→ Stored data
-.-.-

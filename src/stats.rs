//! Session statistics: risk exposure, luck, decision accuracy and record.
//!
//! [`SessionStatistics`] lives for a whole session. Only the per-hand win
//! chance fields are cleared between rounds; every history keeps growing.

use log::debug;
use serde::Serialize;

use crate::deck::Card;
use crate::error::EngineError;
use crate::strategy::{optimal_action, Action};

/// A hit is risky above this bust probability.
pub const RISKY_BUST_PROBABILITY: f64 = 0.4;

/// A stand is risky below this win probability.
pub const RISKY_WIN_PROBABILITY: f64 = 0.3;

/// How a round ended for the player.
#[derive(Debug, Clone, Copy, PartialEq, Eq, Serialize)]
#[serde(rename_all = "lowercase")]
pub enum RoundOutcome {
    Win,
    Loss,
    Push,
}

impl RoundOutcome {
    /// Score used for luck: a push is worth half a win.
    pub fn score(self) -> f64 {
        match self {
            RoundOutcome::Win => 1.0,
            RoundOutcome::Push => 0.5,
            RoundOutcome::Loss => 0.0,
        }
    }

    /// Entry stored in the win/loss history, `None` for a push.
    pub fn history_value(self) -> Option<u8> {
        match self {
            RoundOutcome::Win => Some(1),
            RoundOutcome::Loss => Some(0),
            RoundOutcome::Push => None,
        }
    }
}

/// One graded decision.
#[derive(Debug, Clone, Copy, PartialEq, Eq, Serialize)]
#[serde(rename_all = "camelCase")]
pub struct DecisionRecord {
    pub action: Action,
    pub optimal: Action,
    pub is_correct: bool,
}

/// What [`SessionStatistics::record_action`] derived from an action.
#[derive(Debug, Clone, Copy, PartialEq)]
pub struct ActionRecord {
    pub decision: DecisionRecord,
    pub risk: f64,
    pub is_risky: bool,
}

#[derive(Debug, Clone, Default)]
pub struct SessionStatistics {
    total_plays: u64,
    risky_plays: u64,
    risk_history: Vec<f64>,
    risk_average: f64,
    win_chance: f64,
    win_chance_at_stand: Option<f64>,
    win_chance_history: Vec<f64>,
    luck_factor: f64,
    luck_history: Vec<f64>,
    perfect_play_count: u64,
    total_decisions: u64,
    perfect_play_percent: f64,
    decision_history: Vec<DecisionRecord>,
    win_loss_history: Vec<Option<u8>>,
}

impl SessionStatistics {
    pub fn new() -> Self {
        Self::default()
    }

    /// Grades and records a hit or stand.
    ///
    /// `bust_probability` and `win_probability` are the live odds for the
    /// hand the action was taken on. Both must be finite and within [0, 1],
    /// otherwise nothing is recorded.
    pub fn record_action(
        &mut self,
        action: Action,
        player: &[Card],
        upcard: Card,
        bust_probability: f64,
        win_probability: f64,
    ) -> Result<ActionRecord, EngineError> {
        check_probability(bust_probability)?;
        check_probability(win_probability)?;

        self.total_plays += 1;
        self.total_decisions += 1;

        let optimal = optimal_action(player, upcard);
        let is_correct = action == optimal;
        if is_correct {
            self.perfect_play_count += 1;
        }
        self.perfect_play_percent = self.perfect_play_count as f64 / self.total_decisions as f64;

        let decision = DecisionRecord {
            action,
            optimal,
            is_correct,
        };
        self.decision_history.push(decision);

        debug!(
            "Move: {} | Optimal: {} | Perfect: {:.1}%",
            action.name(),
            optimal.name(),
            self.perfect_play_percent * 100.0
        );

        let (risk, is_risky) = match action {
            Action::Hit => (bust_probability, bust_probability > RISKY_BUST_PROBABILITY),
            Action::Stand => {
                self.win_chance_at_stand = Some(win_probability);
                self.win_chance_history.push(win_probability);
                (1.0 - win_probability, win_probability < RISKY_WIN_PROBABILITY)
            }
        };

        if is_risky {
            self.risky_plays += 1;
        }
        self.risk_history.push(risk);
        self.risk_average = mean(&self.risk_history);

        Ok(ActionRecord {
            decision,
            risk,
            is_risky,
        })
    }

    /// Appends the round result and, if the player stood this round, a luck
    /// sample. Returns the luck sample when one was taken.
    pub fn record_round_outcome(&mut self, outcome: RoundOutcome) -> Option<f64> {
        self.win_loss_history.push(outcome.history_value());

        // Rounds that ended without a stand (bust, natural) have no expectation
        let at_stand = self.win_chance_at_stand?;
        let luck = outcome.score() - at_stand;
        self.luck_factor += luck;
        self.luck_history.push(luck);

        debug!(
            "Luck: result {:.1} - chance {:.2} = {:+.2} | total {:+.2}",
            outcome.score(),
            at_stand,
            luck,
            self.luck_factor
        );

        Some(luck)
    }

    /// Clears the per-hand fields at the start of a round.
    pub fn reset_per_hand(&mut self) {
        self.win_chance = 0.0;
        self.win_chance_at_stand = None;
    }

    /// Stores the live win estimate for the current hand.
    pub fn set_win_chance(&mut self, win_chance: f64) -> Result<(), EngineError> {
        check_probability(win_chance)?;
        self.win_chance = win_chance;
        Ok(())
    }

    pub fn total_plays(&self) -> u64 {
        self.total_plays
    }

    pub fn risky_plays(&self) -> u64 {
        self.risky_plays
    }

    pub fn risk_history(&self) -> &[f64] {
        &self.risk_history
    }

    pub fn risk_average(&self) -> f64 {
        self.risk_average
    }

    pub fn win_chance(&self) -> f64 {
        self.win_chance
    }

    /// Win probability snapshot from this round's stand, `None` before it.
    pub fn win_chance_at_stand(&self) -> Option<f64> {
        self.win_chance_at_stand
    }

    pub fn win_chance_history(&self) -> &[f64] {
        &self.win_chance_history
    }

    pub fn luck_factor(&self) -> f64 {
        self.luck_factor
    }

    pub fn luck_history(&self) -> &[f64] {
        &self.luck_history
    }

    pub fn perfect_play_count(&self) -> u64 {
        self.perfect_play_count
    }

    pub fn total_decisions(&self) -> u64 {
        self.total_decisions
    }

    pub fn perfect_play_percent(&self) -> f64 {
        self.perfect_play_percent
    }

    pub fn decision_history(&self) -> &[DecisionRecord] {
        &self.decision_history
    }

    pub fn win_loss_history(&self) -> &[Option<u8>] {
        &self.win_loss_history
    }

    /// Rounds won over rounds decided, pushes excluded.
    pub fn win_rate(&self) -> f64 {
        let decided = self.win_loss_history.iter().flatten().count();
        if decided == 0 {
            0.0
        } else {
            let wins = self.win_loss_history.iter().flatten().filter(|&&r| r == 1).count();
            wins as f64 / decided as f64
        }
    }
}

fn check_probability(p: f64) -> Result<(), EngineError> {
    if p.is_finite() && (0.0..=1.0).contains(&p) {
        Ok(())
    } else {
        Err(EngineError::ProbabilityOutOfRange(p))
    }
}

fn mean(values: &[f64]) -> f64 {
    if values.is_empty() {
        0.0
    } else {
        values.iter().sum::<f64>() / values.len() as f64
    }
}

/// Summary of one figure across many sessions.
///
/// Keeps a running mean and sum of squared deviations (Welford), so
/// batches collected on different threads merge without losing precision.
#[derive(Debug, Clone, Copy, Default, PartialEq)]
pub struct SampleStats {
    count: u64,
    mean: f64,
    m2: f64,
    min: Option<f64>,
    max: Option<f64>,
}

impl SampleStats {
    pub fn new() -> Self {
        Self::default()
    }

    pub fn update(&mut self, x: f64) {
        self.count += 1;
        let delta = x - self.mean;
        self.mean += delta / self.count as f64;
        self.m2 += delta * (x - self.mean);
        self.min = Some(self.min.map_or(x, |m| m.min(x)));
        self.max = Some(self.max.map_or(x, |m| m.max(x)));
    }

    pub fn count(&self) -> u64 {
        self.count
    }

    /// Mean of the samples, 0 when empty.
    pub fn mean(&self) -> f64 {
        self.mean
    }

    pub fn min(&self) -> Option<f64> {
        self.min
    }

    pub fn max(&self) -> Option<f64> {
        self.max
    }

    /// Unbiased sample variance, `None` with fewer than two samples.
    pub fn variance(&self) -> Option<f64> {
        (self.count >= 2).then(|| self.m2 / (self.count - 1) as f64)
    }

    pub fn std_dev(&self) -> Option<f64> {
        self.variance().map(f64::sqrt)
    }

    /// Standard error of the mean, `None` with fewer than two samples.
    pub fn sem(&self) -> Option<f64> {
        self.variance().map(|v| (v / self.count as f64).sqrt())
    }

    /// Folds another batch in as if its samples had been added here.
    pub fn merge(&mut self, other: &SampleStats) {
        if other.count == 0 {
            return;
        }
        if self.count == 0 {
            *self = *other;
            return;
        }

        let count = self.count + other.count;
        let delta = other.mean - self.mean;
        self.mean += delta * other.count as f64 / count as f64;
        self.m2 += other.m2 + delta * delta * (self.count as f64 * other.count as f64) / count as f64;
        self.count = count;
        self.min = self.min.zip(other.min).map(|(a, b)| a.min(b));
        self.max = self.max.zip(other.max).map(|(a, b)| a.max(b));
    }
}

-.-.-

→ Directions
Once you have identified the lines above that contain "None", copy each of them.

→ Task solution
    /// Entry stored in the win/loss history, `None` for a push.
            RoundOutcome::Push => None,
        self.win_chance_at_stand = None;
    /// Win probability snapshot from this round's stand, `None` before it.
    /// Unbiased sample variance, `None` with fewer than two samples.
    /// Standard error of the mean, `None` with fewer than two samples.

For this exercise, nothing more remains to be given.